WHAT YOU ARE ASKED TO DO:
Set down the material exactly, keeping every line whole.

INPUT FOR THIS TASK:
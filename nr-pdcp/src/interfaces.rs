//! Interfaces between the PDCP entities and their collaborators.

use nr_bytes::ByteBuffer;

/// Lower-layer consumer of protected PDUs (RLC side), invoked by TX.
pub trait PdcpTxLowerNotifier: Send + Sync {
    /// Hands off a protected PDU for transmission.
    fn on_new_pdu(&self, pdu: ByteBuffer, is_retx: bool);

    /// Requests the drop of an SDU that was not transmitted yet.
    fn on_discard_pdu(&self, sn: u32);
}

/// Control-plane signals raised by the TX entity.
pub trait PdcpTxUpperControlNotifier: Send + Sync {
    fn on_max_count_reached(&self);
    fn on_protocol_failure(&self);
}

/// Upper-layer consumer of delivered SDUs, invoked by RX.
pub trait PdcpRxUpperDataNotifier: Send + Sync {
    fn on_new_sdu(&self, sdu: ByteBuffer);
}

/// Control-plane signals raised by the RX entity.
pub trait PdcpRxUpperControlNotifier: Send + Sync {
    fn on_max_count_reached(&self);
    fn on_protocol_failure(&self);
    fn on_integrity_failure(&self);
}

/// Compiles a status report from the receiving side's window. Implemented by
/// the RX entity, consumed by TX when a report must be sent.
pub trait PdcpStatusProvider: Send + Sync {
    fn compile_status_report(&self) -> ByteBuffer;
}

/// Consumes a received status report. Implemented by the TX entity, invoked
/// from the RX control-PDU path.
pub trait PdcpStatusHandler: Send + Sync {
    fn on_status_report(&self, report: ByteBuffer);
}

REPLY TO THE TASK:
filename nr-pdcp/src/interfaces.rs
//! Interfaces between the PDCP entities and their collaborators.

use nr_bytes::ByteBuffer;

/// Lower-layer consumer of protected PDUs (RLC side), invoked by TX.
pub trait PdcpTxLowerNotifier: Send + Sync {
    /// Hands off a protected PDU for transmission.
    fn on_new_pdu(&self, pdu: ByteBuffer, is_retx: bool);

    /// Requests the drop of an SDU that was not transmitted yet.
    fn on_discard_pdu(&self, sn: u32);
}

/// Control-plane signals raised by the TX entity.
pub trait PdcpTxUpperControlNotifier: Send + Sync {
    fn on_max_count_reached(&self);
    fn on_protocol_failure(&self);
}

/// Upper-layer consumer of delivered SDUs, invoked by RX.
pub trait PdcpRxUpperDataNotifier: Send + Sync {
    fn on_new_sdu(&self, sdu: ByteBuffer);
}

/// Control-plane signals raised by the RX entity.
pub trait PdcpRxUpperControlNotifier: Send + Sync {
    fn on_max_count_reached(&self);
    fn on_protocol_failure(&self);
    fn on_integrity_failure(&self);
}

/// Compiles a status report from the receiving side's window. Implemented by
/// the RX entity, consumed by TX when a report must be sent.
pub trait PdcpStatusProvider: Send + Sync {
    fn compile_status_report(&self) -> ByteBuffer;
}

/// Consumes a received status report. Implemented by the TX entity, invoked
/// from the RX control-PDU path.
pub trait PdcpStatusHandler: Send + Sync {
    fn on_status_report(&self, report: ByteBuffer);
}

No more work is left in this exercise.